The final diagnosis was thus congenital diaphragmatic hernia and Pyloric atresia
Discussion
The gastric outlet obstruction (pyloric atresia) finally explained the huge entrapment of liquid in the dilated stomach located in the thorax. Intrestingly, the volvulus prevented reflux out of the stomach. The spleen was also located high in the thoracic cavity but neither the liver nor the small and large intestine could invade the thoracic cavity. The massive displacement of the fetal mediastinum provoked a severe bilateral lung hypoplasia which ultimately would have been made postnatal survival of this baby very unlikely, even in a third degree neonatal intensive care unit.
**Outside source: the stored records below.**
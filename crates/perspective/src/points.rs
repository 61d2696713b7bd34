//! Point names and the fixed coordinate table.
//!
//! - `PointName`: the alphabet `a..d`, with explicit text forms (`a`, `$a$`).
//! - `CoordTable`: immutable name → coordinate mapping, built once and shared
//!   by reference.

use nalgebra::Vector2;
use std::fmt;

/// One of the four named points.
#[derive(Clone, Copy, Debug, PartialEq, Eq, PartialOrd, Ord, Hash)]
pub enum PointName {
    A,
    B,
    C,
    D,
}

impl PointName {
    pub const ALL: [PointName; 4] = [PointName::A, PointName::B, PointName::C, PointName::D];

    #[inline]
    pub fn from_char(ch: char) -> Option<Self> {
        match ch {
            'a' => Some(Self::A),
            'b' => Some(Self::B),
            'c' => Some(Self::C),
            'd' => Some(Self::D),
            _ => None,
        }
    }

    #[inline]
    pub fn as_char(self) -> char {
        match self {
            Self::A => 'a',
            Self::B => 'b',
            Self::C => 'c',
            Self::D => 'd',
        }
    }

    /// Inline-math label placed into the template, e.g. `$a$`.
    pub fn math_label(self) -> String {
        format!("${}$", self.as_char())
    }

    #[inline]
    fn index(self) -> usize {
        self as usize
    }
}

impl fmt::Display for PointName {
    fn fmt(&self, f: &mut fmt::Formatter<'_>) -> fmt::Result {
        write!(f, "{}", self.as_char())
    }
}

/// Immutable coordinate table, indexed by `PointName`.
#[derive(Clone, Copy, Debug, PartialEq)]
pub struct CoordTable {
    coords: [Vector2<f64>; 4],
}

impl CoordTable {
    pub fn new(a: Vector2<f64>, b: Vector2<f64>, c: Vector2<f64>, d: Vector2<f64>) -> Self {
        Self {
            coords: [a, b, c, d],
        }
    }

    /// The table drawn by the static template.
    pub fn standard() -> Self {
        Self::new(
            Vector2::new(2.0, 1.0),
            Vector2::new(3.0, 2.0),
            Vector2::new(2.1, 2.1),
            Vector2::new(3.9, 1.1),
        )
    }

    #[inline]
    pub fn get(&self, name: PointName) -> Vector2<f64> {
        self.coords[name.index()]
    }

    pub fn iter(&self) -> impl Iterator<Item = (PointName, Vector2<f64>)> + '_ {
        PointName::ALL.into_iter().map(move |n| (n, self.get(n)))
    }
}

impl Default for CoordTable {
    fn default() -> Self {
        Self::standard()
    }
}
We do not know if the proposed interventional management would have solved the fetal situation in terms of the lung hypoplasia. We presume a catheter dislodgement would have been a probable complication. Theoretically, the decompression and drainage of the stomach would have be equivalent to the deflation of those balloons used in lambs by DeVries and Harrison to create the initial experimental animal model of congenital diaphragmatic hernia back in the early 80´. Also theoretically, drainage of the stomach would have been made possible the reversion of the lung hypoplasia between the 26th. week and term. To our knowledge, the association of a pyloric atresia and a congenital diaphragmatic hernia , has not frequently been observed.